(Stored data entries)
● ● ● ● ● ● ●
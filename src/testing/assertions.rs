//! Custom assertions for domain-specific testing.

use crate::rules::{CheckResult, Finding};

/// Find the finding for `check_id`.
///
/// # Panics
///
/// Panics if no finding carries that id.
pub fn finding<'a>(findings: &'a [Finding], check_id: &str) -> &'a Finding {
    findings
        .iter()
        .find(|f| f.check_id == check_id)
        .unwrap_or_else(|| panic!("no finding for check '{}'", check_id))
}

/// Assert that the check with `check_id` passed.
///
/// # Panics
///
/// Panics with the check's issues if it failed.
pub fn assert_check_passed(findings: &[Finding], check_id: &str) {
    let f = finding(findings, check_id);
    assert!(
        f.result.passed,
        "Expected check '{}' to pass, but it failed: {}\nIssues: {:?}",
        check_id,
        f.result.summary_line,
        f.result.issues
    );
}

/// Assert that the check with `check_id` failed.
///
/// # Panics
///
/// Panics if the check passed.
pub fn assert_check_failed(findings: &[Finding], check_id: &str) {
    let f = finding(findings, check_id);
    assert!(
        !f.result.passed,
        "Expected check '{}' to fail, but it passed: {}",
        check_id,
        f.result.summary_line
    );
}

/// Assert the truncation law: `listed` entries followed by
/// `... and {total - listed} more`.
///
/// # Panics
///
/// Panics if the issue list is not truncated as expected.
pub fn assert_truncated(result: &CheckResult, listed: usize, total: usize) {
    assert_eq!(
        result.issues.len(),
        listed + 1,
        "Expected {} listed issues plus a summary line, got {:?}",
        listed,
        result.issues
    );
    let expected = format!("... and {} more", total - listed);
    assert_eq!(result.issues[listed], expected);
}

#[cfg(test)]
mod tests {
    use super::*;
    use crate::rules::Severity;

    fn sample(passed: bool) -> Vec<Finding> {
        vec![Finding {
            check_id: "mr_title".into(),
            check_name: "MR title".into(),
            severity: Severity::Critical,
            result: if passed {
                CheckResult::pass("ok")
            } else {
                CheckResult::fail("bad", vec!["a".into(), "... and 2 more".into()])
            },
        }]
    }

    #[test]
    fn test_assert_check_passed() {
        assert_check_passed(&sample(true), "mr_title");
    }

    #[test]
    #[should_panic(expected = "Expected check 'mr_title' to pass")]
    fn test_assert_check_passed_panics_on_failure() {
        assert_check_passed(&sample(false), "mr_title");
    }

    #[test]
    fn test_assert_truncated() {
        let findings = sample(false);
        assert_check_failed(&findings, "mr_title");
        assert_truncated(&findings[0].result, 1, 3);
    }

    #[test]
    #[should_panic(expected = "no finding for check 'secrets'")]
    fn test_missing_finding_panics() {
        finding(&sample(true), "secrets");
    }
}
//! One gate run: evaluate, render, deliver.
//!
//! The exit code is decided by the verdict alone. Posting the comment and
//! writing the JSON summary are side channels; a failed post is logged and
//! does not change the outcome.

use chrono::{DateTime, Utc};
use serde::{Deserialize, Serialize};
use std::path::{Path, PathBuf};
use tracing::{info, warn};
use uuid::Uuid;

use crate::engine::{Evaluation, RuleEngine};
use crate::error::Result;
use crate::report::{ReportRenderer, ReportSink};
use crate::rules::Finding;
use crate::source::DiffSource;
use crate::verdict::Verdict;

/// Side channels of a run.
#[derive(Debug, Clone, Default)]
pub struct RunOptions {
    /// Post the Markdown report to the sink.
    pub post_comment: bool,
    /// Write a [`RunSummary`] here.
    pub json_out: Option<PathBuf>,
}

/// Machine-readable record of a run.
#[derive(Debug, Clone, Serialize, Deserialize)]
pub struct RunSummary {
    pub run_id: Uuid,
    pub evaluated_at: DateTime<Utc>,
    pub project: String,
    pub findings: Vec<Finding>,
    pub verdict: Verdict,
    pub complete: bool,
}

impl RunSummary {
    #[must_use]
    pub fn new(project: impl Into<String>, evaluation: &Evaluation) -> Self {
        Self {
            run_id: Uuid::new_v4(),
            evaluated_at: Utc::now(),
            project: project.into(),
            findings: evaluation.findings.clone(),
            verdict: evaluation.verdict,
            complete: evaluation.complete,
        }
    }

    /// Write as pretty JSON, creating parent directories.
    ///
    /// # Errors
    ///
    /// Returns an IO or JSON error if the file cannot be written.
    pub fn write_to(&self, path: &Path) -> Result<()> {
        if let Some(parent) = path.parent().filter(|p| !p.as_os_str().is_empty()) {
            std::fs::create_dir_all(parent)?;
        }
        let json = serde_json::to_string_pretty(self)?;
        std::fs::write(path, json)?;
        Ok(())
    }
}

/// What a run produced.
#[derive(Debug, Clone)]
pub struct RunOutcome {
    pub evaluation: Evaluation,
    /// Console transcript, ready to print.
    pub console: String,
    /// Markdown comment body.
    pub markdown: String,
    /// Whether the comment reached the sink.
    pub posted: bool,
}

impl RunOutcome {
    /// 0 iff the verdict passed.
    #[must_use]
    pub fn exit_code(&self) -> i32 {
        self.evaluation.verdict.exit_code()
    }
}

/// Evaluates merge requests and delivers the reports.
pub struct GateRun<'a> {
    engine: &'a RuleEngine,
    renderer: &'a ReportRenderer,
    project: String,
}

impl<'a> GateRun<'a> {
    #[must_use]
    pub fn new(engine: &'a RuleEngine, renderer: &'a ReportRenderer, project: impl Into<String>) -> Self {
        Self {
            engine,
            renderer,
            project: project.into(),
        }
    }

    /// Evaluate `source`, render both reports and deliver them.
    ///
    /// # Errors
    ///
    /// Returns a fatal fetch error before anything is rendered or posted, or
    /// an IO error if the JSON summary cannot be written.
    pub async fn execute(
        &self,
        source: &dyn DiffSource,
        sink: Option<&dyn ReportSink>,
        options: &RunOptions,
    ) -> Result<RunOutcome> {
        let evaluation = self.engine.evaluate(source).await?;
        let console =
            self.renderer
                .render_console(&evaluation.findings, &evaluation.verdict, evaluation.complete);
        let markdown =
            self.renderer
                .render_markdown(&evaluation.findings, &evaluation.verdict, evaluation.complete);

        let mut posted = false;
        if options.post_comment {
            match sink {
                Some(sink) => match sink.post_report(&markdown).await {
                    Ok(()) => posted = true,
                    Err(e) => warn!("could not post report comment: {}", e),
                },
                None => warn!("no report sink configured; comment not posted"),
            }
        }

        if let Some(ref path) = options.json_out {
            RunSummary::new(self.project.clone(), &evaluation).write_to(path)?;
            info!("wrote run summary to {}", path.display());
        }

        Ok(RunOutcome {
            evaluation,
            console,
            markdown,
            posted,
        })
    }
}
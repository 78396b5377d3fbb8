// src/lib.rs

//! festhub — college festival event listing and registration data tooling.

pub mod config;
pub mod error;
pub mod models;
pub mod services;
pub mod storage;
● ● ● ● ● ● ●
# YOUR GOAL
Starting with the line above that holds "let mut posted = false;" and stopping with the line that holds "if let Some(ref", reproduce each line exactly, omitting all other lines.

# WORKED SOLUTION
        let mut posted = false;
        if options.post_comment {
            match sink {
                Some(sink) => match sink.post_report(&markdown).await {
                    Ok(()) => posted = true,
                    Err(e) => warn!("could not post report comment: {}", e),
                },
                None => warn!("no report sink configured; comment not posted"),
            }
        }

        if let Some(ref path) = options.json_out {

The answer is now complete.